■ TASK DESCRIPTION ■
All of the records must be restated exactly, with every line complete.

■ LISTED RECORDS ■
use anyhow::Result;
use comfy_table::{modifiers::UTF8_ROUND_CORNERS, presets::UTF8_FULL, Attribute, Cell, Table};
use std::path::Path;

use super::synth;
use crate::template::graph::EdgeKind;
use crate::template::{Template, TemplateError};

/// Print the resources in deployment order along with their dependencies
pub async fn handle_graph(config_dir: Option<&Path>, context_file: &Path) -> Result<()> {
    let (_, template) = synth::build_template(config_dir, context_file).await?;
    println!("{}", dependency_table(&template)?);

    let edges = template.edges();
    let explicit = edges
        .iter()
        .filter(|edge| edge.kind == EdgeKind::Explicit)
        .count();
    println!(
        "{} resources, {} edges ({} explicit)",
        template.len(),
        edges.len(),
        explicit
    );
    Ok(())
}

pub fn dependency_table(template: &Template) -> Result<Table, TemplateError> {
    let order = template.deployment_order()?;

    let mut table = Table::new();
    table
        .load_preset(UTF8_FULL)
        .apply_modifier(UTF8_ROUND_CORNERS)
        .set_header(vec![
            Cell::new("#").add_attribute(Attribute::Bold),
            Cell::new("LOGICAL ID").add_attribute(Attribute::Bold),
            Cell::new("TYPE").add_attribute(Attribute::Bold),
            Cell::new("DEPENDS ON").add_attribute(Attribute::Bold),
        ]);

    for (position, id) in order.iter().enumerate() {
        let type_name = template
            .get(id)
            .map(|resource| resource.type_name.as_str())
            .unwrap_or_default();

        // Explicit edges are the ones the template could not have inferred
        let deps: Vec<String> = template
            .dependencies(id)
            .into_iter()
            .map(|(target, kind)| match kind {
                EdgeKind::Explicit => format!("{} (DependsOn)", target),
                EdgeKind::Reference => target.to_string(),
            })
            .collect();

        table.add_row(vec![
            Cell::new(position + 1),
            Cell::new(id),
            Cell::new(type_name),
            Cell::new(deps.join("\n")),
        ]);
    }

    Ok(table)
}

■ ANSWER FOR THE TASK ■
use anyhow::Result;
use comfy_table::{modifiers::UTF8_ROUND_CORNERS, presets::UTF8_FULL, Attribute, Cell, Table};
use std::path::Path;

use super::synth;
use crate::template::graph::EdgeKind;
use crate::template::{Template, TemplateError};

/// Print the resources in deployment order along with their dependencies
pub async fn handle_graph(config_dir: Option<&Path>, context_file: &Path) -> Result<()> {
    let (_, template) = synth::build_template(config_dir, context_file).await?;
    println!("{}", dependency_table(&template)?);

    let edges = template.edges();
    let explicit = edges
        .iter()
        .filter(|edge| edge.kind == EdgeKind::Explicit)
        .count();
    println!(
        "{} resources, {} edges ({} explicit)",
        template.len(),
        edges.len(),
        explicit
    );
    Ok(())
}

pub fn dependency_table(template: &Template) -> Result<Table, TemplateError> {
    let order = template.deployment_order()?;

    let mut table = Table::new();
    table
        .load_preset(UTF8_FULL)
        .apply_modifier(UTF8_ROUND_CORNERS)
        .set_header(vec![
            Cell::new("#").add_attribute(Attribute::Bold),
            Cell::new("LOGICAL ID").add_attribute(Attribute::Bold),
            Cell::new("TYPE").add_attribute(Attribute::Bold),
            Cell::new("DEPENDS ON").add_attribute(Attribute::Bold),
        ]);

    for (position, id) in order.iter().enumerate() {
        let type_name = template
            .get(id)
            .map(|resource| resource.type_name.as_str())
            .unwrap_or_default();

        // Explicit edges are the ones the template could not have inferred
        let deps: Vec<String> = template
            .dependencies(id)
            .into_iter()
            .map(|(target, kind)| match kind {
                EdgeKind::Explicit => format!("{} (DependsOn)", target),
                EdgeKind::Reference => target.to_string(),
            })
            .collect();

        table.add_row(vec![
            Cell::new(position + 1),
            Cell::new(id),
            Cell::new(type_name),
            Cell::new(deps.join("\n")),
        ]);
    }

    Ok(table)
}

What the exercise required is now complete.